Background: In the U.S., the incidence rate of multiple myeloma is more than twice as high for blacks as for whites, but the etiology of this malignancy is not well understood.
Methods: A population-based case-control interview study of 565 subjects (361 white, 204 black) with multiple myeloma and 2104 controls (1150 white, 954 black) living in 3 areas of the U.S. offered the opportunity to explore whether family history, of cancer contributes to the risk of multiple myeloma and explains the racial disparity in risk.
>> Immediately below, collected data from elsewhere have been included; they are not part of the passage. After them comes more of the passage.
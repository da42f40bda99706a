//! Structuring element definitions for morphological operations
//!
//! A structuring element defines the neighborhood shape used in
//! erosion, dilation, and derived transforms.

use viridia_core::{Error, Result};

/// Shape of a structuring element for binary morphology
#[derive(Debug, Clone, PartialEq)]
pub enum StructuringElement {
    /// Square element of given half-width (side = 2*half_width + 1)
    Square(usize),
    /// Rectangular element of explicit size, anchored at (rows/2, cols/2).
    /// Permits even sizes such as the 2x2 gap-filling element.
    Rect(usize, usize),
    /// User-provided boolean footprint (rectangular, anchored at center)
    Custom(Vec<Vec<bool>>),
}

impl Default for StructuringElement {
    fn default() -> Self {
        StructuringElement::Square(1)
    }
}

impl StructuringElement {
    /// Validate the structuring element, returning an error for invalid configurations
    pub fn validate(&self) -> Result<()> {
        match self {
            StructuringElement::Square(half_width) => {
                if *half_width == 0 {
                    return Err(Error::InvalidParameter {
                        name: "half_width",
                        value: "0".to_string(),
                        reason: "structuring element half-width must be at least 1".to_string(),
                    });
                }
                Ok(())
            }
            StructuringElement::Rect(rows, cols) => {
                if *rows == 0 || *cols == 0 {
                    return Err(Error::InvalidParameter {
                        name: "rect",
                        value: format!("{}x{}", rows, cols),
                        reason: "rectangular element sides must be at least 1".to_string(),
                    });
                }
                Ok(())
            }
            StructuringElement::Custom(footprint) => {
                if footprint.is_empty() || footprint[0].is_empty() {
                    return Err(Error::InvalidParameter {
                        name: "footprint",
                        value: "empty".to_string(),
                        reason: "custom footprint must not be empty".to_string(),
                    });
                }
                let width = footprint[0].len();
                for row in footprint {
                    if row.len() != width {
                        return Err(Error::InvalidParameter {
                            name: "footprint",
                            value: format!("row length {}", row.len()),
                            reason: format!("custom footprint must be rectangular (expected {})", width),
                        });
                    }
                }
                Ok(())
            }
        }
    }

    /// Compute (dr, dc) offsets relative to the anchor for all active cells.
    ///
    /// Odd-sized elements anchor at their true center; even-sized elements
    /// anchor at (rows/2, cols/2). Closing and opening are unaffected by
    /// the anchor choice since dilation and erosion shift in opposite
    /// directions.
    pub fn offsets(&self) -> Vec<(isize, isize)> {
        match self {
            StructuringElement::Square(half_width) => {
                let hw = *half_width as isize;
                let mut offsets = Vec::with_capacity((2 * half_width + 1).pow(2));
                for dr in -hw..=hw {
                    for dc in -hw..=hw {
                        offsets.push((dr, dc));
                    }
                }
                offsets
            }
            StructuringElement::Rect(rows, cols) => {
                let anchor_r = (*rows / 2) as isize;
                let anchor_c = (*cols / 2) as isize;
                let mut offsets = Vec::with_capacity(rows * cols);
                for r in 0..*rows as isize {
                    for c in 0..*cols as isize {
                        offsets.push((r - anchor_r, c - anchor_c));
                    }
                }
                offsets
            }
            StructuringElement::Custom(footprint) => {
                let anchor_r = (footprint.len() / 2) as isize;
                let anchor_c = (footprint[0].len() / 2) as isize;
                let mut offsets = Vec::new();
                for (r, row) in footprint.iter().enumerate() {
                    for (c, &active) in row.iter().enumerate() {
                        if active {
                            offsets.push((r as isize - anchor_r, c as isize - anchor_c));
                        }
                    }
                }
                offsets
            }
        }
    }
}
//! Imagery analysis algorithms
//!
//! Algorithms for remote sensing and spectral analysis:
//! - Vegetation indices: NDVI, RVI, SAVI, EVI
//! - Normalized difference: generic two-band index

mod indices;

pub use indices::{
    evi, ndvi, normalized_difference, rvi, savi, EviParams, SaviParams, VegetationIndex,
};
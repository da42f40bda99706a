//! Example: Vegetation condition mapping workflow
//!
//! This example demonstrates the full Viridia pipeline:
//! 1. Create synthetic reflectance bands and a scene classification
//! 2. Compute NDVI over the harmonized grid
//! 3. Classify condition zones and trace them into GeoJSON features

use std::collections::HashMap;

use viridia_algorithms::imagery::ndvi;
use viridia_algorithms::masking::MaskParams;
use viridia_algorithms::morphology::StructuringElement;
use viridia_algorithms::pipeline::{zone_features, PipelineParams, TileBands};
use viridia_core::vector::AttributeValue;
use viridia_core::{BandId, GeoTransform, MaskClass, Raster, SceneClass};

fn main() {
    // Create a synthetic tile (in real use, load band files)
    let (nir, red) = create_synthetic_bands(120, 120);
    let scl = create_scene_classification(60, 60);

    println!(
        "Tile created: {} x {} at {} m",
        nir.cols(),
        nir.rows(),
        nir.cell_size()
    );

    // Compute the index directly for a quick look at its range
    let index = ndvi(&nir, &red).unwrap();
    let stats = index.statistics();
    println!(
        "\nNDVI:\n  Min: {:.3}\n  Max: {:.3}\n  Mean: {:.3}",
        stats.min.unwrap_or(0.0),
        stats.max.unwrap_or(0.0),
        stats.mean.unwrap_or(0.0)
    );

    // Assemble the tile and run the full pipeline
    let mut tile = TileBands::new();
    tile.bands.insert(BandId::B08, nir);
    tile.bands.insert(BandId::B04, red);
    tile.scl = Some(scl);

    let params = PipelineParams {
        mask: MaskParams {
            classes: vec![MaskClass::Cloud],
            buffer: Some(StructuringElement::Square(3)),
        },
        ..PipelineParams::default()
    };

    let collection = zone_features(&tile, &params).unwrap();

    let mut counts: HashMap<&str, usize> = HashMap::new();
    for feature in collection.iter() {
        if let Some(AttributeValue::String(label)) = feature.get_property("zone") {
            *counts.entry(label.as_str()).or_default() += 1;
        }
    }

    println!("\nZone outlines:");
    for label in ["healthy", "moderate", "weak"] {
        println!("  {}: {}", label, counts.get(label).copied().unwrap_or(0));
    }

    let geojson = collection.to_geojson().unwrap();
    println!(
        "\nGeoJSON: {} features, {} bytes",
        collection.len(),
        geojson.len()
    );

    println!("\n✓ Vegetation zone mapping complete!");
}

/// Synthetic 10 m reflectance bands: a dense field with a weaker
/// fringe, a recovering patch, and bare soil everywhere else
fn create_synthetic_bands(rows: usize, cols: usize) -> (Raster<f64>, Raster<f64>) {
    let mut nir = Raster::new(rows, cols);
    nir.set_transform(GeoTransform::new(400_000.0, 4_700_000.0, 10.0, -10.0));

    let mut red = Raster::filled(rows, cols, 0.1);
    red.set_transform(GeoTransform::new(400_000.0, 4_700_000.0, 10.0, -10.0));

    for row in 0..rows {
        for col in 0..cols {
            let field = distance(row, col, 40.0, 40.0);
            let patch = distance(row, col, 85.0, 85.0);

            let value = if field < 25.0 {
                0.55
            } else if field < 32.0 {
                0.22
            } else if patch < 15.0 {
                0.32
            } else {
                0.15
            };
            nir.set(row, col, value).unwrap();
        }
    }

    (nir, red)
}

fn distance(row: usize, col: usize, center_row: f64, center_col: f64) -> f64 {
    let dr = row as f64 - center_row;
    let dc = col as f64 - center_col;
    (dr * dr + dc * dc).sqrt()
}

/// Scene classification at 20 m: vegetation with one cloud bank over
/// the northern edge of the field
fn create_scene_classification(rows: usize, cols: usize) -> Raster<u16> {
    let mut scl = Raster::filled(rows, cols, SceneClass::Vegetation.code());
    scl.set_transform(GeoTransform::new(400_000.0, 4_700_000.0, 20.0, -20.0));

    for row in 10..18 {
        for col in 8..16 {
            scl.set(row, col, SceneClass::CloudMediumProbability.code())
                .unwrap();
        }
    }

    scl
}
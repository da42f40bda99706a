//! # Viridia Algorithms
//!
//! Raster and vector processing algorithms for Viridia.
//!
//! ## Available Algorithm Categories
//!
//! - **harmonize**: Resolution harmonization onto a common pixel grid
//! - **imagery**: Spectral vegetation indices (NDVI, RVI, SAVI, EVI)
//! - **masking**: Scene classification masks with exclusion buffers
//! - **morphology**: Erosion, dilation, opening, closing
//! - **zones**: Vegetation condition zones from threshold cascades
//! - **contour**: Marching squares outline tracing
//! - **simplify**: Douglas-Peucker outline simplification
//! - **pipeline**: Full tile-to-features processing chain

pub mod harmonize;
pub mod imagery;
pub mod masking;
pub mod morphology;
pub mod zones;
pub mod contour;
pub mod simplify;
pub mod pipeline;

/// Prelude for convenient imports
pub mod prelude {
    pub use crate::contour::{
        trace_contours, Contour, ContourTracer, TraceParams, DEFAULT_ISO_LEVEL,
    };
    pub use crate::harmonize::{harmonize, upsample, Harmonize, HarmonizeParams};
    pub use crate::imagery::{
        evi, ndvi, normalized_difference, rvi, savi, VegetationIndex,
    };
    pub use crate::masking::{apply_mask, validity_mask, MaskParams, SceneMask};
    pub use crate::morphology::{
        closing, dilate, erode, opening, StructuringElement,
    };
    pub use crate::pipeline::{zone_features, zone_features_batch, PipelineParams, TileBands};
    pub use crate::simplify::{simplify_contours, Simplify, SimplifyParams};
    pub use crate::zones::{classify_zones, Zone, ZoneClassifier, ZoneParams, ZoneThreshold};
    pub use viridia_core::prelude::*;
}
//! Binary morphology for raster masks
//!
//! Classical morphological operations over 0/1 masks:
//! - **Erosion**: a pixel survives only if the element fits in the set region
//! - **Dilation**: every set pixel stamps the element onto the output
//! - **Opening**: erosion then dilation (removes small set features)
//! - **Closing**: dilation then erosion (fills small gaps)
//!
//! Dilation treats out-of-bounds reads as unset and erosion treats them
//! as set, so masks never grow or shrink from beyond the raster edge.

mod closing;
mod dilate;
mod element;
mod erode;
mod opening;

pub use closing::{closing, Closing, ClosingParams};
pub use dilate::{dilate, Dilate, DilateParams};
pub use element::StructuringElement;
pub use erode::{erode, Erode, ErodeParams};
pub use opening::{opening, Opening, OpeningParams};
Results: For both races combined, the risk of multiple myeloma was significantly elevated for subjects who reported that a first-degree relative had multiple myeloma (odds ratio [OR] = 3.7, 95% confidence interval [CI] = 1.2-12.0). Increased risk was also associated with a family history of any hematolymphoproliferative (HLP) cancer (OR = 1.7, 95% CI = 1.0-2.8), especially in a sibling (OR = 2.3, 95% CI = 1.1-4.5). The risk associated with familial occurrence of HLP cancer was higher for blacks than for whites, but the difference between the ORs was not statistically significant.
Conclusions: These data are consistent with previous studies that indicate a familial risk of multiple myeloma, but they explain little of the race-related difference in incidence rates.